We meet Nomonde at a coffee shop in the north of Johannesburg, where she arrives in her Mercedes-Benz in a work suit and killer stilettos.
“Most people don’t believe me when they hear I was once a domestic worker, which goes to show how distorted our view is of people. It’s a problem,” she says while sipping on her water.
“I was studying towards my accounting degree, and I realized that if I don’t get a job afterwards I’d be in serious debt so I decided to look for jobs I could do while I was still a student.
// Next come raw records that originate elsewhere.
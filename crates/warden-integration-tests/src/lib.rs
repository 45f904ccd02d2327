//! Integration test crate for Warden.
//!
//! This crate exists solely for integration testing. It is `publish = false`
//! and has no library code; all tests live in `tests/`.

#![deny(unsafe_code)]
#![warn(missing_docs)]
#![deny(clippy::all)]
#![warn(unreachable_pub)]
#![deny(clippy::unwrap_used)]
#![cfg_attr(test, allow(clippy::unwrap_used))]
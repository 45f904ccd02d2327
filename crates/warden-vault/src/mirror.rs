//! Plaintext mirror in a memory-backed directory.
//!
//! Some collaborators need the decrypted document as a file path. The mirror
//! writes it owner-only under a tmpfs directory (`/dev/shm` by default) so
//! the plaintext never touches persistent storage, and wipes it on shutdown.

use std::path::{Path, PathBuf};
use std::sync::atomic::{AtomicBool, Ordering};

use tracing::debug;
use warden_core::SoftOutcome;
use warden_core::fs::write_private;
use warden_crypto::secure_erase;

/// A single mirrored file.
#[derive(Debug)]
pub struct MemoryMirror {
    path: PathBuf,
    written: AtomicBool,
}

impl MemoryMirror {
    /// Mirror named `file_name` inside `dir`, scoped to this process.
    #[must_use]
    pub fn new(dir: &Path, file_name: &str) -> Self {
        let path = dir.join(format!("warden-{}-{file_name}", std::process::id()));
        Self {
            path,
            written: AtomicBool::new(false),
        }
    }

    /// Where the mirror lives.
    #[must_use]
    pub fn path(&self) -> &Path {
        &self.path
    }

    /// Whether the mirror currently holds plaintext.
    #[must_use]
    pub fn is_written(&self) -> bool {
        self.written.load(Ordering::Acquire)
    }

    /// Write `contents` to the mirror.
    pub fn write(&self, contents: &[u8]) -> SoftOutcome {
        match write_private(&self.path, contents) {
            Ok(()) => {
                self.written.store(true, Ordering::Release);
                debug!(path = %self.path.display(), "mirrored document to memory");
                SoftOutcome::Completed
            },
            Err(e) => SoftOutcome::degraded(
                "vault.mirror",
                format!("cannot write {}: {e}", self.path.display()),
            )
            .log(),
        }
    }

    /// Securely erase the mirror, if written.
    pub fn wipe(&self) -> SoftOutcome {
        if !self.written.swap(false, Ordering::AcqRel) {
            return SoftOutcome::Skipped;
        }
        match secure_erase(&self.path) {
            Ok(()) => SoftOutcome::Completed,
            Err(e) => SoftOutcome::degraded("vault.mirror_wipe", e).log(),
        }
    }
}
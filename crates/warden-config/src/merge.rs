//! Deep merge of TOML layers.
//!
//! The merge operates on raw [`toml::Value`] trees rather than deserialized
//! structs, so a key missing from an overlay never resets the base value.

use std::collections::HashMap;

/// Which configuration layer a value came from.
#[derive(Debug, Clone, PartialEq, Eq)]
pub enum ConfigLayer {
    /// Compiled-in defaults (`defaults.toml`).
    Defaults,
    /// System-wide configuration (`/etc/warden/config.toml`).
    System,
    /// User-level configuration (`~/.warden/config.toml`).
    User,
    /// Environment variable fallback.
    Environment,
}

impl ConfigLayer {
    /// Returns `true` for layers that come from a config file.
    #[must_use]
    pub fn is_file(&self) -> bool {
        matches!(self, Self::System | Self::User)
    }
}

impl std::fmt::Display for ConfigLayer {
    fn fmt(&self, f: &mut std::fmt::Formatter<'_>) -> std::fmt::Result {
        match self {
            Self::Defaults => write!(f, "defaults"),
            Self::System => write!(f, "system (/etc/warden/config.toml)"),
            Self::User => write!(f, "user (~/.warden/config.toml)"),
            Self::Environment => write!(f, "environment variable"),
        }
    }
}

/// Tracks which layer set each field's value.
pub type FieldSources = HashMap<String, ConfigLayer>;

/// Deep-merge `overlay` into `base`, recording which layer set each leaf
/// field.
///
/// - Tables merge recursively per-field.
/// - Scalars and arrays from the overlay **replace** the base value.
pub fn deep_merge_tracking(
    base: &mut toml::Value,
    overlay: &toml::Value,
    prefix: &str,
    layer: &ConfigLayer,
    sources: &mut FieldSources,
) {
    match (base, overlay) {
        (toml::Value::Table(base_table), toml::Value::Table(overlay_table)) => {
            for (key, overlay_val) in overlay_table {
                let path = if prefix.is_empty() {
                    key.clone()
                } else {
                    format!("{prefix}.{key}")
                };

                if let Some(base_val) = base_table.get_mut(key) {
                    if overlay_val.is_table() {
                        deep_merge_tracking(base_val, overlay_val, &path, layer, sources);
                    } else {
                        *base_val = overlay_val.clone();
                        sources.insert(path, layer.clone());
                    }
                } else {
                    base_table.insert(key.clone(), overlay_val.clone());
                    record_all_leaves(overlay_val, &path, layer, sources);
                }
            }
        },
        (base, overlay) => {
            *base = overlay.clone();
            sources.insert(prefix.to_owned(), layer.clone());
        },
    }
}

/// Walk a value tree and record all leaf paths with their source layer.
pub fn record_all_leaves(
    val: &toml::Value,
    prefix: &str,
    layer: &ConfigLayer,
    sources: &mut FieldSources,
) {
    if let toml::Value::Table(table) = val {
        for (key, child) in table {
            let path = if prefix.is_empty() {
                key.clone()
            } else {
                format!("{prefix}.{key}")
            };
            record_all_leaves(child, &path, layer, sources);
        }
    } else {
        sources.insert(prefix.to_owned(), layer.clone());
    }
}
//! Prelude module - commonly used types for convenient import.
//!
//! Use `use warden_telemetry::prelude::*;` to import all essential types.

// Errors
pub use crate::{TelemetryError, TelemetryResult};

// Logging configuration
pub use crate::{LogConfig, LogFormat, LogTarget};

// Setup functions
pub use crate::{setup_default_logging, setup_logging};

// Correlation
pub use crate::DeliveryContext;
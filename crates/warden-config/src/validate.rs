//! Post-merge configuration validation.
//!
//! Checks value ranges and cross-field invariants that serde cannot express.

use crate::error::{ConfigError, ConfigResult};
use crate::types::{ApprovalMode, Config};

/// Highest supported trust level.
pub const MAX_TRUST_LEVEL: u8 = 3;

/// Validate a fully-merged and deserialized configuration.
///
/// # Errors
///
/// Returns the first validation error found.
pub fn validate(config: &Config) -> ConfigResult<()> {
    validate_trust_gate(config)?;
    validate_totp(config)?;
    validate_rate_limits(config)?;
    validate_vault(config)?;
    validate_logging(config)?;
    Ok(())
}

fn invalid(field: impl Into<String>, message: impl Into<String>) -> ConfigError {
    ConfigError::ValidationError {
        field: field.into(),
        message: message.into(),
    }
}

fn validate_trust_gate(config: &Config) -> ConfigResult<()> {
    let gate = &config.trust_gate;

    if gate.trust_level > MAX_TRUST_LEVEL {
        return Err(invalid(
            "trust_gate.trust_level",
            format!(
                "trust level {} is out of range; must be between 0 and {MAX_TRUST_LEVEL}",
                gate.trust_level
            ),
        ));
    }
    if gate.totp_timeout_secs == 0 {
        return Err(invalid(
            "trust_gate.totp_timeout_secs",
            "totp_timeout_secs must be greater than 0",
        ));
    }
    if gate.socket.timeout_secs == 0 {
        return Err(invalid(
            "trust_gate.socket.timeout_secs",
            "timeout_secs must be greater than 0",
        ));
    }

    if gate.trust_level >= 1 && gate.mode == ApprovalMode::Socket {
        let missing = gate
            .socket
            .path
            .as_ref()
            .is_none_or(|p| p.as_os_str().is_empty());
        if missing {
            return Err(invalid(
                "trust_gate.socket.path",
                "socket mode with trust_level >= 1 requires an exec-approval socket path",
            ));
        }
    }
    Ok(())
}

fn validate_totp(config: &Config) -> ConfigResult<()> {
    if config.totp.window_minutes == 0 {
        return Err(invalid(
            "totp.window_minutes",
            "window_minutes must be greater than 0",
        ));
    }
    if config.totp.issuer.trim().is_empty() {
        return Err(invalid("totp.issuer", "issuer must not be empty"));
    }
    Ok(())
}

fn validate_rate_limits(config: &Config) -> ConfigResult<()> {
    for (channel, limits) in &config.rate_limits.channels {
        let prefix = format!("rate_limits.channels.{channel}");
        check_limit(&format!("{prefix}.max_per_minute"), limits.max_per_minute)?;
        check_limit(&format!("{prefix}.max_per_hour"), limits.max_per_hour)?;
        for (account, over) in &limits.accounts {
            let prefix = format!("{prefix}.accounts.{account}");
            check_limit(&format!("{prefix}.max_per_minute"), over.max_per_minute)?;
            check_limit(&format!("{prefix}.max_per_hour"), over.max_per_hour)?;
        }
    }
    Ok(())
}

fn check_limit(field: &str, limit: Option<u32>) -> ConfigResult<()> {
    if limit == Some(0) {
        return Err(invalid(
            field,
            "limit must be greater than 0; omit the field to disable it",
        ));
    }
    Ok(())
}

fn validate_vault(config: &Config) -> ConfigResult<()> {
    if config.vault.passphrase_env.trim().is_empty() {
        return Err(invalid(
            "vault.passphrase_env",
            "passphrase_env must name an environment variable",
        ));
    }
    Ok(())
}

fn validate_logging(config: &Config) -> ConfigResult<()> {
    let valid_levels = ["trace", "debug", "info", "warn", "error"];
    if !valid_levels.contains(&config.logging.level.as_str()) {
        return Err(invalid(
            "logging.level",
            format!(
                "unsupported log level '{}'; expected one of: {}",
                config.logging.level,
                valid_levels.join(", ")
            ),
        ));
    }

    let valid_formats = ["pretty", "compact", "json", "full"];
    if !valid_formats.contains(&config.logging.format.as_str()) {
        return Err(invalid(
            "logging.format",
            format!(
                "unsupported log format '{}'; expected one of: {}",
                config.logging.format,
                valid_formats.join(", ")
            ),
        ));
    }
    Ok(())
}

#[cfg(test)]
mod tests {
    use std::path::PathBuf;

    use super::*;
    use crate::types::ChannelRateLimit;

    fn field_of(err: ConfigError) -> String {
        match err {
            ConfigError::ValidationError { field, .. } => field,
            other => panic!("expected validation error, got {other:?}"),
        }
    }

    #[test]
    fn test_default_config_is_valid() {
        assert!(validate(&Config::default()).is_ok());
    }

    #[test]
    fn test_trust_level_out_of_range() {
        let mut config = Config::default();
        config.trust_gate.trust_level = 4;
        config.trust_gate.mode = ApprovalMode::Totp;
        assert_eq!(
            field_of(validate(&config).unwrap_err()),
            "trust_gate.trust_level"
        );
    }

    #[test]
    fn test_socket_mode_requires_path_when_gating() {
        let mut config = Config::default();
        config.trust_gate.trust_level = 1;
        assert_eq!(
            field_of(validate(&config).unwrap_err()),
            "trust_gate.socket.path"
        );

        config.trust_gate.socket.path = Some(PathBuf::from("/run/warden/approvals.sock"));
        assert!(validate(&config).is_ok());
    }

    #[test]
    fn test_totp_mode_needs_no_socket() {
        let mut config = Config::default();
        config.trust_gate.trust_level = 2;
        config.trust_gate.mode = ApprovalMode::Totp;
        assert!(validate(&config).is_ok());
    }

    #[test]
    fn test_zero_rate_limit_rejected() {
        let mut config = Config::default();
        config.rate_limits.channels.insert(
            "sms".to_owned(),
            ChannelRateLimit {
                max_per_minute: Some(0),
                ..Default::default()
            },
        );
        assert_eq!(
            field_of(validate(&config).unwrap_err()),
            "rate_limits.channels.sms.max_per_minute"
        );
    }

    #[test]
    fn test_bad_log_format() {
        let mut config = Config::default();
        config.logging.format = "xml".to_owned();
        assert_eq!(field_of(validate(&config).unwrap_err()), "logging.format");
    }

    #[test]
    fn test_zero_timeouts_rejected() {
        let mut config = Config::default();
        config.trust_gate.totp_timeout_secs = 0;
        assert!(validate(&config).is_err());

        let mut config = Config::default();
        config.trust_gate.socket.timeout_secs = 0;
        assert!(validate(&config).is_err());
    }
}
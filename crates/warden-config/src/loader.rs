//! Config file discovery and layered loading.
//!
//! Implements the `Config::load()` algorithm:
//! 1. Parse `defaults.toml` → base
//! 2. Merge `/etc/warden/config.toml` (system)
//! 3. Merge `<home>/config.toml` (user)
//! 4. Apply env var fallbacks for fields no file set
//! 5. Deserialize merged tree → `Config`
//! 6. Validate

use std::collections::HashMap;
use std::path::{Path, PathBuf};

use tracing::{debug, info};

use crate::env::{apply_env_fallbacks, collect_env_vars};
use crate::error::{ConfigError, ConfigResult};
use crate::merge::{ConfigLayer, FieldSources, deep_merge_tracking, record_all_leaves};
use crate::types::Config;
use crate::validate;

/// Embedded default configuration.
const DEFAULTS_TOML: &str = include_str!("defaults.toml");

/// System-wide config location.
pub const SYSTEM_CONFIG_PATH: &str = "/etc/warden/config.toml";

/// Maximum allowed config file size (1 MB).
const MAX_CONFIG_FILE_SIZE: u64 = 1_048_576;

/// A fully merged configuration plus provenance.
#[derive(Debug, Clone)]
pub struct ResolvedConfig {
    /// The final configuration.
    pub config: Config,
    /// Which layer set each field.
    pub field_sources: FieldSources,
    /// Config files that were found and merged, in order.
    pub loaded_files: Vec<String>,
}

/// Load the configuration with layered precedence.
///
/// `warden_home` is the Warden home directory (holding `config.toml`). If
/// `None`, `$WARDEN_HOME` or `~/.warden` is used.
///
/// # Errors
///
/// Returns a [`ConfigError`] if any config file is malformed, or if the
/// final merged configuration fails validation.
pub fn load(warden_home: Option<&Path>) -> ConfigResult<ResolvedConfig> {
    let env_vars = collect_env_vars();
    let home = match warden_home {
        Some(h) => h.to_path_buf(),
        None => default_home(&env_vars)?,
    };
    load_with(&home, Some(Path::new(SYSTEM_CONFIG_PATH)), &env_vars)
}

/// Load with explicit home, system path and environment snapshot.
///
/// # Errors
///
/// Same as [`load`].
pub fn load_with<S: ::std::hash::BuildHasher>(
    warden_home: &Path,
    system_path: Option<&Path>,
    env_vars: &HashMap<String, String, S>,
) -> ConfigResult<ResolvedConfig> {
    let mut merged: toml::Value =
        toml::from_str(DEFAULTS_TOML).map_err(|e| ConfigError::ParseError {
            path: "<embedded defaults>".to_owned(),
            source: e,
        })?;

    let mut field_sources = FieldSources::new();
    let mut loaded_files = Vec::new();
    record_all_leaves(&merged, "", &ConfigLayer::Defaults, &mut field_sources);

    let layers = [
        (system_path.map(Path::to_path_buf), ConfigLayer::System),
        (Some(warden_home.join("config.toml")), ConfigLayer::User),
    ];
    for (path, layer) in layers {
        let Some(path) = path else { continue };
        if let Some(overlay) = try_load_file(&path)? {
            deep_merge_tracking(&mut merged, &overlay, "", &layer, &mut field_sources);
            loaded_files.push(path.display().to_string());
            info!(path = %path.display(), layer = %layer, "loaded config");
        }
    }

    let env_count = apply_env_fallbacks(&mut merged, &mut field_sources, env_vars);
    if env_count > 0 {
        debug!(count = env_count, "applied environment variable fallbacks");
    }

    let config: Config =
        merged
            .try_into()
            .map_err(|e: toml::de::Error| ConfigError::ParseError {
                path: "<merged config>".to_owned(),
                source: e,
            })?;

    validate::validate(&config)?;

    Ok(ResolvedConfig {
        config,
        field_sources,
        loaded_files,
    })
}

/// Load a config from a specific file path (no layering).
///
/// # Errors
///
/// Returns a [`ConfigError`] if the file cannot be read, parsed, or fails
/// validation.
pub fn load_file(path: &Path) -> ConfigResult<Config> {
    let value = try_load_file(path)?.ok_or_else(|| ConfigError::ReadError {
        path: path.display().to_string(),
        source: std::io::Error::from(std::io::ErrorKind::NotFound),
    })?;
    let config: Config = value
        .try_into()
        .map_err(|e: toml::de::Error| ConfigError::ParseError {
            path: path.display().to_string(),
            source: e,
        })?;
    validate::validate(&config)?;
    Ok(config)
}

/// Try to load a file, returning `None` if the file doesn't exist.
///
/// Uses a single read operation to avoid TOCTOU races (no separate
/// exists/metadata checks before reading).
fn try_load_file(path: &Path) -> ConfigResult<Option<toml::Value>> {
    let content = match std::fs::read_to_string(path) {
        Ok(c) => c,
        Err(e) if e.kind() == std::io::ErrorKind::NotFound => {
            debug!(path = %path.display(), "config file not found, skipping");
            return Ok(None);
        },
        Err(e) => {
            return Err(ConfigError::ReadError {
                path: path.display().to_string(),
                source: e,
            });
        },
    };

    if content.len() as u64 > MAX_CONFIG_FILE_SIZE {
        return Err(ConfigError::ValidationError {
            field: path.display().to_string(),
            message: format!(
                "config file is {} bytes, exceeding the {} byte limit",
                content.len(),
                MAX_CONFIG_FILE_SIZE
            ),
        });
    }

    let value: toml::Value = toml::from_str(&content).map_err(|e| ConfigError::ParseError {
        path: path.display().to_string(),
        source: e,
    })?;

    Ok(Some(value))
}

/// `$WARDEN_HOME` if set, otherwise `~/.warden`.
fn default_home<S: ::std::hash::BuildHasher>(
    env_vars: &HashMap<String, String, S>,
) -> ConfigResult<PathBuf> {
    if let Some(custom) = env_vars.get("WARDEN_HOME") {
        return Ok(PathBuf::from(custom));
    }
    directories::BaseDirs::new()
        .map(|dirs| dirs.home_dir().join(".warden"))
        .ok_or(ConfigError::NoHomeDir)
}
//! Prelude module - commonly used types for convenient import.
//!
//! Use `use warden_crypto::prelude::*;` to import all essential types.
//!
//! # Example
//!
//! ```rust
//! use warden_crypto::prelude::*;
//!
//! let secret = totp::generate_secret(totp::DEFAULT_SECRET_BYTES);
//! let now = chrono::Utc::now();
//! let code = totp::generate_code(&secret, now).unwrap();
//! assert!(totp::verify_code(&secret, &code, 1, now));
//! ```

// Errors
pub use crate::{CryptoError, CryptoResult};

// At-rest encryption
pub use crate::{EncryptedBlob, decrypt, decrypt_to_string, encrypt};

// Hashing
pub use crate::ContentHash;

// One-time passwords
pub use crate::totp;

// Secure erase
pub use crate::secure_erase;
//! Integration tests for the trust gate in both approval modes.
//!
//! Covers the ungated path, a TOTP send that times out waiting for a code,
//! a waiting send released by a code submitted mid-wait, and socket-mode
//! decisions from a live Unix-socket approval service.

#![allow(clippy::arithmetic_side_effects)]

use std::sync::Arc;
use std::sync::atomic::{AtomicUsize, Ordering};
use std::time::Duration;

use async_trait::async_trait;
use chrono::Utc;
use warden_approval::{
    ApprovalPrompt, ApprovalWindowManager, GateRequest, PromptListeners, TrustGate, WindowScope,
};
use warden_audit::{AuditLog, BlockReason, read_entries};
use warden_config::{ApprovalMode, Config};
use warden_core::WardenHome;
use warden_crypto::totp;
use warden_runtime::{DeliveryOutcome, MessageSender, OutboundMessage, Warden};

struct NullSender;

#[async_trait]
impl MessageSender for NullSender {
    async fn send(&self, _message: &OutboundMessage) -> Result<(), String> {
        Ok(())
    }
}

fn gated(mode: ApprovalMode) -> Config {
    let mut config = Config::default();
    config.trust_gate.trust_level = 1;
    config.trust_gate.mode = mode;
    config.vault.passphrase_env = "WARDEN_IT_PASSPHRASE_UNSET".to_owned();
    config.vault.mirror_to_memory = false;
    config
}

fn request() -> GateRequest<'static> {
    GateRequest {
        channel: "telegram",
        recipient: "alice",
        content: "meet at noon",
        session_id: Some("session-1"),
    }
}

#[tokio::test]
async fn trust_level_zero_is_a_no_op() {
    let dir = tempfile::tempdir().unwrap();
    let audit_path = dir.path().join("outbound.jsonl");
    let windows = Arc::new(ApprovalWindowManager::new());
    let listeners = Arc::new(PromptListeners::new());
    let prompts = Arc::new(AtomicUsize::new(0));
    let counter = Arc::clone(&prompts);
    let _ = listeners.register(Arc::new(move |_: &ApprovalPrompt| {
        counter.fetch_add(1, Ordering::SeqCst);
    }));
    let gate = TrustGate::new(
        Arc::clone(&windows),
        listeners,
        Arc::new(AuditLog::new(&audit_path)),
    );

    for mode in [ApprovalMode::Socket, ApprovalMode::Totp] {
        let mut config = gated(mode);
        config.trust_gate.trust_level = 0;
        let result = gate.request_approval(&config, &request()).await;
        assert!(result.allowed);
        assert!(result.decision.is_none());
    }

    assert!(read_entries(&audit_path).unwrap().is_empty());
    assert_eq!(prompts.load(Ordering::SeqCst), 0);
    let snapshot = windows.snapshot();
    assert!(!snapshot.active);
    assert_eq!(snapshot.pending, 0);
}

#[tokio::test(start_paused = true)]
async fn totp_without_window_times_out_pending() {
    let dir = tempfile::tempdir().unwrap();
    let warden = Warden::new(gated(ApprovalMode::Totp), WardenHome::from_path(dir.path()));
    let prompts = Arc::new(AtomicUsize::new(0));
    let counter = Arc::clone(&prompts);
    let _ = warden
        .prompt_listeners()
        .register(Arc::new(move |prompt: &ApprovalPrompt| {
            assert_eq!(prompt.recipient, "alice");
            counter.fetch_add(1, Ordering::SeqCst);
        }));

    let started = tokio::time::Instant::now();
    let outcome = warden
        .deliver(&OutboundMessage::new("telegram", "alice", "hi"), &NullSender)
        .await
        .unwrap();
    assert!(started.elapsed() >= Duration::from_secs(120));

    match outcome {
        DeliveryOutcome::Blocked {
            reason: BlockReason::TrustGate,
            prompt_message: Some(_),
        } => {},
        other => panic!("unexpected {other:?}"),
    }
    assert_eq!(prompts.load(Ordering::SeqCst), 1);

    let entries = read_entries(&warden.home().audit_log_path()).unwrap();
    assert_eq!(entries.len(), 1);
    assert_eq!(entries[0].block_reason, Some(BlockReason::TrustGate));
    assert_eq!(warden.windows().pending_count(), 0);
}

#[tokio::test(start_paused = true)]
async fn code_submitted_mid_wait_releases_send() {
    let dir = tempfile::tempdir().unwrap();
    let warden = Arc::new(Warden::new(
        gated(ApprovalMode::Totp),
        WardenHome::from_path(dir.path()),
    ));
    let enrollment = warden.enroll_totp().unwrap();

    let waiting = {
        let warden = Arc::clone(&warden);
        tokio::spawn(async move {
            warden
                .deliver(&OutboundMessage::new("telegram", "alice", "hi"), &NullSender)
                .await
        })
    };

    tokio::time::sleep(Duration::from_millis(100)).await;
    assert_eq!(warden.windows().pending_count(), 1);

    let now = Utc::now();
    let code = totp::generate_code(&enrollment.secret, now).unwrap();
    let released = warden
        .submit_totp_code(&code, WindowScope::default(), now)
        .unwrap();
    assert_eq!(released, 1);

    assert!(waiting.await.unwrap().unwrap().is_sent());
    let entries = read_entries(&warden.home().audit_log_path()).unwrap();
    assert_eq!(entries.len(), 1);
    assert!(!entries[0].blocked);
}

#[tokio::test(start_paused = true)]
async fn closing_window_denies_waiters_immediately() {
    let windows = Arc::new(ApprovalWindowManager::new());
    let waiter = {
        let windows = Arc::clone(&windows);
        tokio::spawn(async move {
            windows
                .wait_for_approval("message.send", Duration::from_secs(600))
                .await
        })
    };
    tokio::time::sleep(Duration::from_millis(10)).await;
    assert_eq!(windows.close_window(), 1);
    assert!(!waiter.await.unwrap());
}

#[cfg(unix)]
mod socket {
    use tokio::io::{AsyncBufReadExt, AsyncWriteExt, BufReader};
    use tokio::net::UnixListener;

    use super::*;

    /// Answer every request with `decision`, echoing the request id.
    fn spawn_service(listener: UnixListener, decision: &'static str) {
        tokio::spawn(async move {
            while let Ok((stream, _)) = listener.accept().await {
                let (read_half, mut write_half) = stream.into_split();
                let mut lines = BufReader::new(read_half).lines();
                let Ok(Some(line)) = lines.next_line().await else {
                    continue;
                };
                let value: serde_json::Value = serde_json::from_str(&line).unwrap();
                assert_eq!(value["request"]["argv"][0], "message.send");
                let reply = serde_json::json!({
                    "type": "decision",
                    "id": value["id"],
                    "decision": decision,
                });
                let _ = write_half
                    .write_all(format!("{reply}\n").as_bytes())
                    .await;
            }
        });
    }

    fn warden_with_service(dir: &std::path::Path, decision: &'static str) -> Warden {
        let socket_path = dir.join("approvals.sock");
        spawn_service(UnixListener::bind(&socket_path).unwrap(), decision);
        let mut config = gated(ApprovalMode::Socket);
        config.trust_gate.socket.path = Some(socket_path);
        Warden::new(config, WardenHome::from_path(dir.join("home")))
    }

    #[tokio::test]
    async fn socket_allow_sends() {
        let dir = tempfile::tempdir().unwrap();
        let warden = warden_with_service(dir.path(), "allow-always");
        let outcome = warden
            .deliver(&OutboundMessage::new("telegram", "alice", "hi"), &NullSender)
            .await
            .unwrap();
        assert!(outcome.is_sent());
    }

    #[tokio::test]
    async fn socket_deny_is_audited() {
        let dir = tempfile::tempdir().unwrap();
        let warden = warden_with_service(dir.path(), "deny");
        let outcome = warden
            .deliver(&OutboundMessage::new("telegram", "alice", "hi"), &NullSender)
            .await
            .unwrap();
        assert_eq!(outcome.block_reason(), Some(BlockReason::TrustGate));

        let entries = read_entries(&warden.home().audit_log_path()).unwrap();
        assert_eq!(entries.len(), 1);
        assert_eq!(entries[0].block_reason, Some(BlockReason::TrustGate));
    }

    #[tokio::test]
    async fn unreachable_service_denies() {
        let dir = tempfile::tempdir().unwrap();
        let mut config = gated(ApprovalMode::Socket);
        config.trust_gate.socket.path = Some(dir.path().join("nobody-listens.sock"));
        let warden = Warden::new(config, WardenHome::from_path(dir.path()));
        let outcome = warden
            .deliver(&OutboundMessage::new("telegram", "alice", "hi"), &NullSender)
            .await
            .unwrap();
        assert_eq!(outcome.block_reason(), Some(BlockReason::TrustGate));
    }
}
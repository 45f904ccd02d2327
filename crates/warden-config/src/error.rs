use std::io;
use thiserror::Error;

/// Configuration error type.
#[derive(Debug, Error)]
pub enum ConfigError {
    /// Failed to read configuration file.
    #[error("Failed to read config file at {path}: {source}")]
    ReadError {
        /// Path to the config file that could not be read.
        path: String,
        /// Underlying I/O error.
        #[source]
        source: io::Error,
    },

    /// Failed to parse TOML configuration.
    #[error("Failed to parse config file at {path}: {source}")]
    ParseError {
        /// Path to the config file that failed to parse.
        path: String,
        /// Underlying TOML parse error.
        #[source]
        source: toml::de::Error,
    },

    /// Configuration validation failed.
    #[error("Validation error in field '{field}': {message}")]
    ValidationError {
        /// Field that failed validation.
        field: String,
        /// Validation failure description.
        message: String,
    },

    /// Could not determine home directory.
    #[error("Could not determine home directory")]
    NoHomeDir,
}

/// Result type for configuration operations.
pub type ConfigResult<T> = Result<T, ConfigError>;
//! Prelude module - commonly used types for convenient import.
//!
//! Use `use warden_vault::prelude::*;` to import all essential types.

pub use crate::{VaultError, VaultResult};

pub use crate::{DocumentVault, PassphraseSource, ProtectedDocument};

pub use crate::{Enrollment, StorageKind, TotpSecretStore};

pub use crate::{ShutdownGuard, ShutdownHooks, Wipe};
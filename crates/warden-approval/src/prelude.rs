//! Prelude module - commonly used types for convenient import.
//!
//! Use `use warden_approval::prelude::*;` to import all essential types.

// Errors
pub use crate::{ApprovalError, ApprovalResult};

// Gate
pub use crate::{GateDecision, GateRequest, TrustGate, TrustGateResult};

// Window
pub use crate::{ApprovalWindowManager, WindowScope, WindowSnapshot};

// Prompts
pub use crate::{ApprovalPrompt, PromptListener, PromptListeners};

// Rate limiting
pub use crate::{RateLimitDecision, RateLimiter, RateLimits};

// Exec-approval service
pub use crate::{ExecApprovalClient, UnixSocketApprovalClient};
I searched for a while, it wasn’t easy, but I was blessed enough to find a family who understood my story and accommodated my priority, which was getting my degree in record time,” she tells us.
The Pattison* family took Nomonde in and let her do her chores in the evenings. “I’d attend my classes during the day and then in the evening take a taxi to their home and clean, cook and prepare lunch for the children’s lunches for school. Once I was done with everything they’d ask their driver to take me back to res, then I’d study for a few hours and sleep – wake up in the morning and do it all over again. I did this for two years – the family would pay my salary into my savings account and I couldn’t touch it even when I really wanted to,” she laughs.
Nomonde achieved her goal of completing her degree in record time – in fact, she got distinctions for all her modules and ended up being headhunted by one of the country’s leading accounting firms.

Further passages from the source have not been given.